When the ions are cooled to near room temperature, they become
trapped within abridged quadrupole 174. That is, the ions are
reflected at prefilter 447 and postfilter 448 by the 1 V DC
potential on these elements. The ions may, in principle, may be
held indefinitely in abridged quadrupole 174--being confined
radially by the RF potential on quadrupole 174 and axially by the
DC potential between abridged quadrupole 174 and prefilter 447 and
postfilter 448. Ions may later be released from abridged quadrupole
174 by lowering the potentials on postfilter 448 and lens 442. For
example, the DC potential on postfilter 448 may be lowered to -1V
and that on lens 442 may be lowered to -2 V. Ions near end 444 will
be extracted from quadrupole 174 by the potentials on postfilter
448 and lens 442. Ions further from lens 442 may diffuse, or be
pushed by Coulomb repulsion towards and through the aperture in 442
and thereby exit abridged quadrupole 174 along central axis
446.
In addition to, or instead of, a DC offset, an RF auxiliary
potential can be applied to prefilter 447 and postfilter 448 and/or
lenses 441 and 442 so as to form an axial pseudopotential barrier
capable of trapping both positive and negative ions simultaneously
in abridged quadrupole 174. To form an axial pseudopotential
barrier, the auxiliary RF potential is applied to all the junctions
of prefilter 447 and postfilter 448 in addition to the radially
trapping RF potential, V, applied to the junctions as defined in
equations (8)-(12). Any desired auxiliary RF potential may be
applied to prefilter 447 and postfilter 448, however, as an
example, an auxiliary RF potential of about 150 V.sub.zero-to-peak
at 500 kHz may be used to trap both positively and negatively
charged ions in abridged quadrupole 174. In alternate embodiments,
any type of electrode or set of electrodes, including a rod set,
might be used instead of, or in addition to, lenses 441 and 442 or
prefilter 447 and postfilter 448. The application of appropriate DC
and auxiliary RF potentials between abridged quadrupole 174 and
prefilter 447 and postfilter 448 or alternate electrodes will tend
to confine ions to quadrupole 174 whereas the absence of such RF
and the use of a second appropriate set of DC potentials will allow
for the transmission of ions in and out of abridged quadrupole
174.
While trapped in abridged quadrupole 174 ions may be excited via AC
dipole fields as described above with reference to equations (12)

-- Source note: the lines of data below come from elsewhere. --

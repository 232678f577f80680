//! Nested arrays and their copy-free broadcast view.
//!
//! A [`NestedArray`] of rank `R` is `R` levels of `Vec` around scalar
//! leaves. Shapes are never stored: they are inferred from the first element
//! of every level, and sibling containers are assumed to have equal length.

use crate::shape::broadcast_strides;
use crate::Result;

/// Rank-agnostic nested array.
#[derive(Debug, Clone, PartialEq)]
pub enum NestedArray<T> {
    Scalar(T),
    Array(Vec<NestedArray<T>>),
}

impl<T> NestedArray<T> {
    /// Build a rank-1 array.
    pub fn from_vec1(v: Vec<T>) -> Self {
        NestedArray::Array(v.into_iter().map(NestedArray::Scalar).collect())
    }

    /// Build a rank-2 array.
    pub fn from_vec2(v: Vec<Vec<T>>) -> Self {
        NestedArray::Array(v.into_iter().map(NestedArray::from_vec1).collect())
    }

    /// Build a rank-3 array.
    pub fn from_vec3(v: Vec<Vec<Vec<T>>>) -> Self {
        NestedArray::Array(v.into_iter().map(NestedArray::from_vec2).collect())
    }

    /// Infer the shape by descending through the first element of each level.
    ///
    /// An empty level ends the descent with a 0-length dimension.
    pub fn shape(&self) -> Vec<usize> {
        let mut shape = Vec::new();
        let mut node = self;
        while let NestedArray::Array(items) = node {
            shape.push(items.len());
            match items.first() {
                Some(first) => node = first,
                None => break,
            }
        }
        shape
    }

    /// Number of nesting levels above the leaves along the first path.
    pub fn rank(&self) -> usize {
        self.shape().len()
    }

    /// Leaf at `index`, or `None` when the path leaves the structure
    /// (out of range, ragged, or of the wrong depth).
    pub fn get(&self, index: &[usize]) -> Option<&T> {
        let mut node = self;
        for &i in index {
            match node {
                NestedArray::Array(items) => node = items.get(i)?,
                NestedArray::Scalar(_) => return None,
            }
        }
        match node {
            NestedArray::Scalar(v) => Some(v),
            NestedArray::Array(_) => None,
        }
    }

    /// Mutable counterpart of [`get`](Self::get).
    pub fn get_mut(&mut self, index: &[usize]) -> Option<&mut T> {
        let mut node = self;
        for &i in index {
            match node {
                NestedArray::Array(items) => node = items.get_mut(i)?,
                NestedArray::Scalar(_) => return None,
            }
        }
        match node {
            NestedArray::Scalar(v) => Some(v),
            NestedArray::Array(_) => None,
        }
    }

    /// The leaf value of a rank-0 array.
    pub fn as_scalar(&self) -> Option<&T> {
        match self {
            NestedArray::Scalar(v) => Some(v),
            NestedArray::Array(_) => None,
        }
    }
}

impl<T: Clone> NestedArray<T> {
    /// Copy out the leaves of a rank-1 array; deeper levels are skipped.
    pub fn to_vec1(&self) -> Vec<T> {
        match self {
            NestedArray::Array(items) => items
                .iter()
                .filter_map(|item| item.as_scalar().cloned())
                .collect(),
            NestedArray::Scalar(v) => vec![v.clone()],
        }
    }

    /// Copy out a rank-2 array as `Vec<Vec<T>>`.
    pub fn to_vec2(&self) -> Vec<Vec<T>> {
        match self {
            NestedArray::Array(rows) => rows.iter().map(NestedArray::to_vec1).collect(),
            NestedArray::Scalar(v) => vec![vec![v.clone()]],
        }
    }
}

impl<T> From<T> for NestedArray<T> {
    fn from(v: T) -> Self {
        NestedArray::Scalar(v)
    }
}

/// Copy-free broadcast of a nested array to a larger shape.
///
/// Every logical position of `shape` maps back to one element of the source;
/// broadcast dimensions carry index multiplier 0.
#[derive(Debug, Clone)]
pub struct BroadcastArray<'a, T> {
    data: &'a NestedArray<T>,
    in_rank: usize,
    shape: Vec<usize>,
    strides: Vec<isize>,
}

impl<'a, T> BroadcastArray<'a, T> {
    /// Broadcast shape.
    pub fn shape(&self) -> &[usize] {
        &self.shape
    }

    /// Per-dimension index multipliers (0 broadcast, 1 walk).
    pub fn strides(&self) -> &[isize] {
        &self.strides
    }

    /// Aliased source array.
    pub fn data(&self) -> &'a NestedArray<T> {
        self.data
    }

    /// Element at a position of the broadcast shape.
    pub fn get(&self, index: &[usize]) -> Option<&'a T> {
        if index.len() != self.shape.len() || index.iter().zip(&self.shape).any(|(&i, &n)| i >= n) {
            return None;
        }
        // Descend the source directly; leading broadcast dims have no level
        let lead = self.shape.len() - self.in_rank;
        let mut node = self.data;
        for (&i, &s) in index[lead..].iter().zip(&self.strides[lead..]) {
            match node {
                NestedArray::Array(items) => node = items.get(i * s as usize)?,
                NestedArray::Scalar(_) => return None,
            }
        }
        node.as_scalar()
    }
}

impl<T: Clone> BroadcastArray<'_, T> {
    /// Materialize the broadcast view as a freshly allocated nested array.
    pub fn to_nested(&self) -> NestedArray<T> {
        self.build(&mut Vec::with_capacity(self.shape.len()))
    }

    fn build(&self, prefix: &mut Vec<usize>) -> NestedArray<T> {
        let depth = prefix.len();
        if depth == self.shape.len() {
            return match self.get(prefix) {
                Some(v) => NestedArray::Scalar(v.clone()),
                None => NestedArray::Array(Vec::new()),
            };
        }
        let mut items = Vec::with_capacity(self.shape[depth]);
        for i in 0..self.shape[depth] {
            prefix.push(i);
            items.push(self.build(prefix));
            prefix.pop();
        }
        NestedArray::Array(items)
    }
}

/// Broadcast `x` of shape `in_shape` to `out_shape` without copying.
///
/// # Errors
/// [`StridedError::Broadcast`](crate::StridedError::Broadcast) when the
/// input rank exceeds the output rank or an aligned dimension is neither 1
/// nor equal to its output dimension.
///
/// # Example
/// ```rust
/// use strided_base::{broadcast_array, NestedArray};
///
/// let x = NestedArray::from_vec2(vec![vec![1, 2]]);
/// let b = broadcast_array(&x, &[1, 2], &[2, 2]).unwrap();
/// assert_eq!(b.to_nested().to_vec2(), vec![vec![1, 2], vec![1, 2]]);
/// ```
pub fn broadcast_array<'a, T>(
    x: &'a NestedArray<T>,
    in_shape: &[usize],
    out_shape: &[usize],
) -> Result<BroadcastArray<'a, T>> {
    let strides = broadcast_strides(in_shape, out_shape)?;
    Ok(BroadcastArray {
        data: x,
        in_rank: in_shape.len(),
        shape: out_shape.to_vec(),
        strides,
    })
}
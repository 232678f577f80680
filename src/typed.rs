//! Accessor-protocol storage: byte-backed booleans and complex buffers, plus
//! a dtype-keyed buffer factory.

use bytemuck::Pod;
use num_complex::Complex;
use num_traits::Float;

use crate::accessor::{Accessor, AccessorMut, Raw, RawMut};
use crate::dtype::DType;
use crate::interleaved::{as_interleaved, as_interleaved_mut};

// ============================================================================
// BoolArray
// ============================================================================

/// Boolean array stored as one byte (0 or 1) per element.
#[derive(Debug, Clone, Default, PartialEq, Eq)]
pub struct BoolArray {
    bytes: Vec<u8>,
}

impl BoolArray {
    /// Create an array of `len` false values.
    pub fn new(len: usize) -> Self {
        Self {
            bytes: vec![0; len],
        }
    }

    /// Wrap raw bytes; any non-zero byte reads as true.
    pub fn from_bytes(bytes: Vec<u8>) -> Self {
        Self { bytes }
    }

    /// Backing bytes.
    #[inline]
    pub fn as_bytes(&self) -> &[u8] {
        &self.bytes
    }

    #[inline]
    pub fn len(&self) -> usize {
        self.bytes.len()
    }

    #[inline]
    pub fn is_empty(&self) -> bool {
        self.bytes.is_empty()
    }

    /// Copy out as `Vec<bool>`.
    pub fn to_vec(&self) -> Vec<bool> {
        self.bytes.iter().map(|&b| b != 0).collect()
    }
}

impl From<&[bool]> for BoolArray {
    fn from(values: &[bool]) -> Self {
        values.iter().copied().collect()
    }
}

impl<const N: usize> From<[bool; N]> for BoolArray {
    fn from(values: [bool; N]) -> Self {
        values.into_iter().collect()
    }
}

impl FromIterator<bool> for BoolArray {
    fn from_iter<I: IntoIterator<Item = bool>>(iter: I) -> Self {
        Self {
            bytes: iter.into_iter().map(u8::from).collect(),
        }
    }
}

impl Accessor for BoolArray {
    type Elem = bool;

    #[inline]
    fn len(&self) -> usize {
        self.bytes.len()
    }

    #[inline]
    fn dtype(&self) -> DType {
        DType::Bool
    }

    #[inline]
    fn get(&self, index: usize) -> bool {
        self.bytes[index] != 0
    }

    #[inline]
    fn raw(&self) -> Option<Raw<'_>> {
        Some(Raw::Bytes(&self.bytes))
    }
}

impl AccessorMut for BoolArray {
    #[inline]
    fn set(&mut self, index: usize, value: bool) {
        self.bytes[index] = u8::from(value);
    }

    #[inline]
    fn raw_mut(&mut self) -> Option<RawMut<'_>> {
        Some(RawMut::Bytes(&mut self.bytes))
    }
}

// ============================================================================
// ComplexArray
// ============================================================================

/// Component type of a complex array (`f32` or `f64`).
pub trait ComplexPart: Float + Pod {
    /// Tag of `ComplexArray<Self>`.
    const COMPLEX_DTYPE: DType;

    fn raw(data: &[Complex<Self>]) -> Raw<'_>;

    fn raw_mut(data: &mut [Complex<Self>]) -> RawMut<'_>;
}

impl ComplexPart for f32 {
    const COMPLEX_DTYPE: DType = DType::Complex64;

    #[inline]
    fn raw(data: &[Complex<f32>]) -> Raw<'_> {
        Raw::Interleaved32(as_interleaved(data))
    }

    #[inline]
    fn raw_mut(data: &mut [Complex<f32>]) -> RawMut<'_> {
        RawMut::Interleaved32(as_interleaved_mut(data))
    }
}

impl ComplexPart for f64 {
    const COMPLEX_DTYPE: DType = DType::Complex128;

    #[inline]
    fn raw(data: &[Complex<f64>]) -> Raw<'_> {
        Raw::Interleaved64(as_interleaved(data))
    }

    #[inline]
    fn raw_mut(data: &mut [Complex<f64>]) -> RawMut<'_> {
        RawMut::Interleaved64(as_interleaved_mut(data))
    }
}

/// Complex array read and written through the accessor protocol.
#[derive(Debug, Clone, Default, PartialEq)]
pub struct ComplexArray<F> {
    data: Vec<Complex<F>>,
}

/// Single-precision complex array.
pub type Complex64Array = ComplexArray<f32>;

/// Double-precision complex array.
pub type Complex128Array = ComplexArray<f64>;

impl<F: ComplexPart> ComplexArray<F> {
    /// Create an array of `len` zeros.
    pub fn new(len: usize) -> Self {
        Self {
            data: vec![Complex::new(F::zero(), F::zero()); len],
        }
    }

    /// Build from interleaved `[re, im, ...]` components.
    ///
    /// A trailing unpaired component is ignored.
    pub fn from_interleaved(parts: &[F]) -> Self {
        Self {
            data: parts
                .chunks_exact(2)
                .map(|p| Complex::new(p[0], p[1]))
                .collect(),
        }
    }

    #[inline]
    pub fn len(&self) -> usize {
        self.data.len()
    }

    #[inline]
    pub fn is_empty(&self) -> bool {
        self.data.is_empty()
    }

    /// Interleaved components over the same storage.
    #[inline]
    pub fn as_interleaved(&self) -> &[F] {
        as_interleaved(&self.data)
    }

    /// Elements as a slice of complex values.
    #[inline]
    pub fn as_slice(&self) -> &[Complex<F>] {
        &self.data
    }
}

impl<F> From<Vec<Complex<F>>> for ComplexArray<F> {
    fn from(data: Vec<Complex<F>>) -> Self {
        Self { data }
    }
}

impl<F> FromIterator<Complex<F>> for ComplexArray<F> {
    fn from_iter<I: IntoIterator<Item = Complex<F>>>(iter: I) -> Self {
        Self {
            data: iter.into_iter().collect(),
        }
    }
}

impl<F: ComplexPart> Accessor for ComplexArray<F> {
    type Elem = Complex<F>;

    #[inline]
    fn len(&self) -> usize {
        self.data.len()
    }

    #[inline]
    fn dtype(&self) -> DType {
        F::COMPLEX_DTYPE
    }

    #[inline]
    fn get(&self, index: usize) -> Complex<F> {
        self.data[index]
    }

    #[inline]
    fn raw(&self) -> Option<Raw<'_>> {
        Some(F::raw(&self.data))
    }
}

impl<F: ComplexPart> AccessorMut for ComplexArray<F> {
    #[inline]
    fn set(&mut self, index: usize, value: Complex<F>) {
        self.data[index] = value;
    }

    #[inline]
    fn raw_mut(&mut self) -> Option<RawMut<'_>> {
        Some(F::raw_mut(&mut self.data))
    }
}

// ============================================================================
// TypedBuffer
// ============================================================================

/// A freshly allocated buffer in the storage specialization of a dtype tag.
#[derive(Debug, Clone, PartialEq)]
pub enum TypedBuffer {
    Float64(Vec<f64>),
    Float32(Vec<f32>),
    Int32(Vec<i32>),
    Int16(Vec<i16>),
    Int8(Vec<i8>),
    Uint32(Vec<u32>),
    Uint16(Vec<u16>),
    Uint8(Vec<u8>),
    Uint8c(Vec<u8>),
    Complex128(Complex128Array),
    Complex64(Complex64Array),
    Bool(BoolArray),
    /// Untyped numeric storage, held as `f64`. Non-numeric generic
    /// elements use a plain `Vec<T>` through [`Element`](crate::Element).
    Generic(Vec<f64>),
}

impl TypedBuffer {
    /// Allocate `len` zeros (false for `bool`).
    pub fn zeros(dtype: DType, len: usize) -> Self {
        Self::splat(dtype, len, false)
    }

    /// Allocate `len` ones (true for `bool`, `1 + 0i` for complex tags).
    pub fn ones(dtype: DType, len: usize) -> Self {
        Self::splat(dtype, len, true)
    }

    fn splat(dtype: DType, len: usize, one: bool) -> Self {
        let v = u8::from(one);
        match dtype {
            DType::Float64 => TypedBuffer::Float64(vec![f64::from(v); len]),
            DType::Float32 => TypedBuffer::Float32(vec![f32::from(v); len]),
            DType::Int32 => TypedBuffer::Int32(vec![i32::from(v); len]),
            DType::Int16 => TypedBuffer::Int16(vec![i16::from(v); len]),
            DType::Int8 => TypedBuffer::Int8(vec![v as i8; len]),
            DType::Uint32 => TypedBuffer::Uint32(vec![u32::from(v); len]),
            DType::Uint16 => TypedBuffer::Uint16(vec![u16::from(v); len]),
            DType::Uint8 => TypedBuffer::Uint8(vec![v; len]),
            DType::Uint8c => TypedBuffer::Uint8c(vec![v; len]),
            DType::Complex128 => {
                TypedBuffer::Complex128(vec![Complex::new(f64::from(v), 0.0); len].into())
            }
            DType::Complex64 => {
                TypedBuffer::Complex64(vec![Complex::new(f32::from(v), 0.0); len].into())
            }
            DType::Bool => TypedBuffer::Bool(BoolArray::from_bytes(vec![v; len])),
            DType::Generic => TypedBuffer::Generic(vec![f64::from(v); len]),
        }
    }

    /// Dtype tag of this buffer.
    pub fn dtype(&self) -> DType {
        match self {
            TypedBuffer::Float64(_) => DType::Float64,
            TypedBuffer::Float32(_) => DType::Float32,
            TypedBuffer::Int32(_) => DType::Int32,
            TypedBuffer::Int16(_) => DType::Int16,
            TypedBuffer::Int8(_) => DType::Int8,
            TypedBuffer::Uint32(_) => DType::Uint32,
            TypedBuffer::Uint16(_) => DType::Uint16,
            TypedBuffer::Uint8(_) => DType::Uint8,
            TypedBuffer::Uint8c(_) => DType::Uint8c,
            TypedBuffer::Complex128(_) => DType::Complex128,
            TypedBuffer::Complex64(_) => DType::Complex64,
            TypedBuffer::Bool(_) => DType::Bool,
            TypedBuffer::Generic(_) => DType::Generic,
        }
    }

    /// Number of logical elements.
    pub fn len(&self) -> usize {
        match self {
            TypedBuffer::Float64(v) | TypedBuffer::Generic(v) => v.len(),
            TypedBuffer::Float32(v) => v.len(),
            TypedBuffer::Int32(v) => v.len(),
            TypedBuffer::Int16(v) => v.len(),
            TypedBuffer::Int8(v) => v.len(),
            TypedBuffer::Uint32(v) => v.len(),
            TypedBuffer::Uint16(v) => v.len(),
            TypedBuffer::Uint8(v) | TypedBuffer::Uint8c(v) => v.len(),
            TypedBuffer::Complex128(v) => v.len(),
            TypedBuffer::Complex64(v) => v.len(),
            TypedBuffer::Bool(v) => v.len(),
        }
    }

    pub fn is_empty(&self) -> bool {
        self.len() == 0
    }
}
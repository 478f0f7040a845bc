//! External relic-abundance solver.
//!
//! The solver is invoked as `<command...> <param file> [flags]`, where the flag
//! tokens select the active corrections (see [`Corrections::flags`]). Its
//! standard output is returned as text.

use std::io::Read;
use std::path::Path;
use std::process::{Child, Command, ExitStatus, Stdio};
use std::sync::mpsc::{self, Receiver};
use std::thread;
use std::time::{Duration, Instant};

use crate::domain::Corrections;
use crate::error::ScanError;

/// How often a running solver is polled when a timeout is configured.
const POLL_INTERVAL: Duration = Duration::from_millis(20);

/// Maximum number of stderr bytes kept in error messages.
const STDERR_TAIL: usize = 2000;

/// Why a single solver invocation failed.
#[derive(Debug)]
pub enum SolverFailure {
    /// The process could not be started.
    Spawn(std::io::Error),
    /// Waiting on the process failed.
    Wait(std::io::Error),
    /// The process exited unsuccessfully.
    Exit { status: String, stderr: String },
    /// The process ran past the configured timeout and was killed.
    Timeout { seconds: u64 },
}

/// Something that produces solver output for a parameter file.
pub trait Solver {
    /// Human readable command, used in logs and errors.
    fn describe(&self) -> String;

    fn run(&self, param_file: &Path, corrections: Corrections) -> Result<String, SolverFailure>;
}

/// Runs the solver as a child process.
#[derive(Debug, Clone)]
pub struct ProcessSolver {
    program: String,
    leading_args: Vec<String>,
    timeout: Option<Duration>,
}

impl ProcessSolver {
    /// `command` is the program followed by any fixed leading arguments.
    pub fn new(command: &[String], timeout: Option<Duration>) -> Result<Self, ScanError> {
        let (program, leading_args) = command.split_first().ok_or(ScanError::EmptySolverCommand)?;
        Ok(Self {
            program: program.clone(),
            leading_args: leading_args.to_vec(),
            timeout,
        })
    }
}

impl Solver for ProcessSolver {
    fn describe(&self) -> String {
        std::iter::once(self.program.as_str())
            .chain(self.leading_args.iter().map(String::as_str))
            .collect::<Vec<_>>()
            .join(" ")
    }

    fn run(&self, param_file: &Path, corrections: Corrections) -> Result<String, SolverFailure> {
        let child = Command::new(&self.program)
            .args(&self.leading_args)
            .arg(param_file)
            .args(corrections.flags())
            .stdin(Stdio::null())
            .stdout(Stdio::piped())
            .stderr(Stdio::piped())
            .spawn()
            .map_err(SolverFailure::Spawn)?;

        let (status, stdout, stderr) = match self.timeout {
            None => {
                let out = child.wait_with_output().map_err(SolverFailure::Wait)?;
                (out.status, out.stdout, out.stderr)
            }
            Some(limit) => wait_with_timeout(child, limit)?,
        };

        if !status.success() {
            return Err(SolverFailure::Exit {
                status: status.to_string(),
                stderr: tail(&String::from_utf8_lossy(&stderr)),
            });
        }
        Ok(String::from_utf8_lossy(&stdout).into_owned())
    }
}

/// Wait for `child` and for both of its pipes to close, all within `limit`.
///
/// A background process that inherited the pipes can keep them open after the
/// solver exits; that also counts against the deadline.
fn wait_with_timeout(
    mut child: Child,
    limit: Duration,
) -> Result<(ExitStatus, Vec<u8>, Vec<u8>), SolverFailure> {
    // Drain both pipes on their own threads so a chatty solver cannot block on a full pipe.
    let stdout = drain(child.stdout.take());
    let stderr = drain(child.stderr.take());
    let timeout = || SolverFailure::Timeout {
        seconds: limit.as_secs(),
    };

    let deadline = Instant::now() + limit;
    let status = loop {
        if let Some(status) = child.try_wait().map_err(SolverFailure::Wait)? {
            break status;
        }
        if Instant::now() >= deadline {
            let _ = child.kill();
            let _ = child.wait();
            return Err(timeout());
        }
        thread::sleep(POLL_INTERVAL);
    };

    let stdout = collect_before(&stdout, deadline).ok_or_else(timeout)?;
    let stderr = collect_before(&stderr, deadline).ok_or_else(timeout)?;
    Ok((status, stdout, stderr))
}

fn drain<R: Read + Send + 'static>(pipe: Option<R>) -> Receiver<Vec<u8>> {
    let (tx, rx) = mpsc::channel();
    thread::spawn(move || {
        let mut buf = Vec::new();
        if let Some(mut pipe) = pipe {
            let _ = pipe.read_to_end(&mut buf);
        }
        let _ = tx.send(buf);
    });
    rx
}

/// Pipe contents, or `None` if the pipe is still open at `deadline`.
fn collect_before(rx: &Receiver<Vec<u8>>, deadline: Instant) -> Option<Vec<u8>> {
    let remaining = deadline.saturating_duration_since(Instant::now());
    rx.recv_timeout(remaining).ok()
}

fn tail(text: &str) -> String {
    let trimmed = text.trim();
    if trimmed.len() <= STDERR_TAIL {
        return trimmed.to_string();
    }
    let mut start = trimmed.len() - STDERR_TAIL;
    while !trimmed.is_char_boundary(start) {
        start += 1;
    }
    format!("...{}", &trimmed[start..])
}

#[cfg(test)]
mod tests {
    use super::*;

    #[test]
    fn empty_command_is_rejected() {
        assert!(ProcessSolver::new(&[], None).is_err());
    }

    #[test]
    fn describe_joins_command() {
        let solver = ProcessSolver::new(&["sh".to_string(), "stub.sh".to_string()], None).unwrap();
        assert_eq!(solver.describe(), "sh stub.sh");
    }

    #[test]
    fn missing_program_fails_to_spawn() {
        let solver = ProcessSolver::new(&["./definitely-not-a-solver-binary".to_string()], None).unwrap();
        let err = solver.run(Path::new("input.par"), Corrections::Baseline).unwrap_err();
        assert!(matches!(err, SolverFailure::Spawn(_)));
    }

    #[cfg(unix)]
    #[test]
    fn background_process_holding_stdout_counts_against_the_timeout() {
        let dir = tempfile::tempdir().unwrap();
        let script = dir.path().join("solver.sh");
        std::fs::write(&script, "echo 'omega_h^2 = 0.1'\nsleep 10 &\nexit 0\n").unwrap();
        let command = ["sh".to_string(), script.display().to_string()];
        let solver = ProcessSolver::new(&command, Some(Duration::from_millis(300))).unwrap();

        let started = Instant::now();
        let err = solver.run(Path::new("input.par"), Corrections::Baseline).unwrap_err();
        assert!(matches!(err, SolverFailure::Timeout { .. }));
        assert!(started.elapsed() < Duration::from_secs(5));
    }

    #[cfg(unix)]
    #[test]
    fn quick_solver_output_is_collected_under_a_timeout() {
        let dir = tempfile::tempdir().unwrap();
        let script = dir.path().join("solver.sh");
        std::fs::write(&script, "echo \"flags: $*\"\n").unwrap();
        let command = ["sh".to_string(), script.display().to_string()];
        let solver = ProcessSolver::new(&command, Some(Duration::from_secs(10))).unwrap();

        let out = solver.run(Path::new("input.par"), Corrections::BoundState).unwrap();
        assert_eq!(out.trim(), "flags: input.par off on");
    }

    #[test]
    fn tail_keeps_the_end() {
        let long = "x".repeat(STDERR_TAIL + 10) + "END";
        let t = tail(&long);
        assert!(t.starts_with("..."));
        assert!(t.ends_with("END"));
    }
}
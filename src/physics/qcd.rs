//! QCD helpers shared with the solver's cross-section plug-in.

use std::f64::consts::PI;

use crate::domain::Representation;

/// Momentum floor (GeV) below which the coupling is frozen.
const Q_MIN: f64 = 1.0;

// MSbar quark masses (GeV) used as flavour thresholds.
const M_CHARM: f64 = 1.28;
const M_BOTTOM: f64 = 4.18;
const M_TOP: f64 = 160.0;

/// Riemann zeta(3).
const ZETA3: f64 = 1.202056903159594;

/// Quadratic Casimir `C2` of the representation.
pub fn casimir2(rep: Representation) -> f64 {
    match rep {
        Representation::Triplet => 4.0 / 3.0,
        Representation::Sextet => 10.0 / 3.0,
        Representation::Octet => 3.0,
    }
}

/// Number of active flavours and the matching `Lambda` (GeV) at scale `q`.
fn flavour_regime(q: f64) -> (f64, f64) {
    if q < M_CHARM {
        (3.0, 0.33348050663724466)
    } else if q < M_BOTTOM {
        (4.0, 0.2913885366061117)
    } else if q < M_TOP {
        (5.0, 0.20953346238097081)
    } else {
        (6.0, 0.08896768177299201)
    }
}

/// Four-loop MSbar running strong coupling at momentum `q` (GeV).
///
/// `Lambda` changes at each flavour threshold; the residual step in the
/// coupling there is below one percent. Scales below 1 GeV are clamped to 1 GeV.
pub fn alpha_strong(q: f64) -> f64 {
    let q = q.max(Q_MIN);
    let (nf, lambda) = flavour_regime(q);

    let t = (q / lambda).powi(2).ln();
    let lt = t.ln();

    let b0 = (33.0 - 2.0 * nf) / (12.0 * PI);
    let b1 = (153.0 - 19.0 * nf) / (24.0 * PI.powi(2));
    let b2 = (2857.0 - 5033.0 / 9.0 * nf + 325.0 / 27.0 * nf.powi(2)) / (128.0 * PI.powi(3));
    let b3 = ((149753.0 / 6.0 + 3564.0 * ZETA3)
        - (1078361.0 / 162.0 + 6508.0 / 27.0 * ZETA3) * nf
        + (50065.0 / 162.0 + 6472.0 / 81.0 * ZETA3) * nf.powi(2)
        + 1093.0 / 729.0 * nf.powi(3))
        / (256.0 * PI.powi(4));

    let two_loop = b1 / b0.powi(2) * lt / t;
    let three_loop = (b1.powi(2) * (lt.powi(2) - lt - 1.0) + b0 * b2) / (b0.powi(4) * t.powi(2));
    let four_loop = (b1.powi(3) * (lt.powi(3) - 2.5 * lt.powi(2) - 2.0 * lt + 0.5)
        + 3.0 * b0 * b1 * b2 * lt
        - 0.5 * b0.powi(2) * b3)
        / (b0.powi(6) * t.powi(3));

    1.0 / (b0 * t) * (1.0 - two_loop + three_loop - four_loop)
}

#[cfg(test)]
mod tests {
    use super::*;

    #[test]
    fn casimirs() {
        assert!((casimir2(Representation::Triplet) - 4.0 / 3.0).abs() < 1e-15);
        assert!((casimir2(Representation::Sextet) - 10.0 / 3.0).abs() < 1e-15);
        assert_eq!(casimir2(Representation::Octet), 3.0);
    }

    #[test]
    fn alpha_s_at_z_mass_is_close_to_world_average() {
        let a = alpha_strong(91.1876);
        assert!((a - 0.1181).abs() < 1e-3, "alpha_s(mZ) = {a}");
    }

    #[test]
    fn alpha_s_decreases_with_scale() {
        let scales = [2.0, 10.0, 100.0, 1000.0, 10000.0];
        for pair in scales.windows(2) {
            assert!(alpha_strong(pair[0]) > alpha_strong(pair[1]));
        }
    }

    #[test]
    fn alpha_s_is_frozen_below_one_gev() {
        assert_eq!(alpha_strong(0.2), alpha_strong(1.0));
    }

    #[test]
    fn alpha_s_is_nearly_continuous_at_thresholds() {
        for m in [M_CHARM, M_BOTTOM, M_TOP] {
            let below = alpha_strong(m * (1.0 - 1e-9));
            let above = alpha_strong(m);
            assert!((below - above).abs() < 1e-2 * above, "jump at {m}: {below} vs {above}");
        }
    }
}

through (14). Specifically, a dipole field may be used, for
example, to excite ions into motion about axis 446 of abridged
quadrupole 174. Assuming, for example, a quadrupolar field
according to equations (11) and (12), wherein, V is 200V, and f is
1 MHz, is produced in abridged quadrupole 174, then ions entering
quadrupole 174 will tend to be focused toward axis 446. Collisions
between the ions and gas in abridged quadrupole 174 will tend to
cool the ions allowing the RF field (i.e. "V") to better focus the
ions to axis 446. If U is 0V, then ions in abridged quadrupole 1
will oscillate about the axis at a resonant frequency (also known
as the ions' secular frequency) related to the ions' mass. If a
rotating dipole field as described above is applied to the abridged
quadrupole, at a frequency, f.sub.x, which is equal to the secular
frequency of ions of a selected mass, then ions of that mass will
be excited into a circular motion about the abridged quadrupole
axis. If the amplitude, A.sub.x, is high enough and the time that
the ions are exposed to the dipole field is long enough, then the
radius of the ions' circular motion will be large enough to collide
with the electrodes comprising the abridged quadrupole and the ions
will be destroyed. Alternatively, excited ions may collide with gas
molecules and consequently dissociate into fragment ions.
In alternate embodiments, dipoles of the form given in equations
(13) and (14) may be used to excite ions at their secular
frequencies along the x or y-axis or in any direction perpendicular
to axis 446. Excitation of the ion's motion along the y-axis may be
particularly advantageous in conjunction with the embodiments of
FIG. 12A, 12B, 12C or 13A, 13B, 13C in that the ions may be readily
ejected (i.e. without colliding with an electrode) along the y-axis
through the gap between plates 165 and 166. In alternate
embodiments, an ion detector may be placed adjacent to abridged
quadrupole 174 such that ions being ejected along the y-axis may be
detected. In such an embodiment, the excitation frequency, f.sub.y,
and/or the RF amplitude, V, may be scanned so that ions are ejected
according to their mass as a function of time during the scan.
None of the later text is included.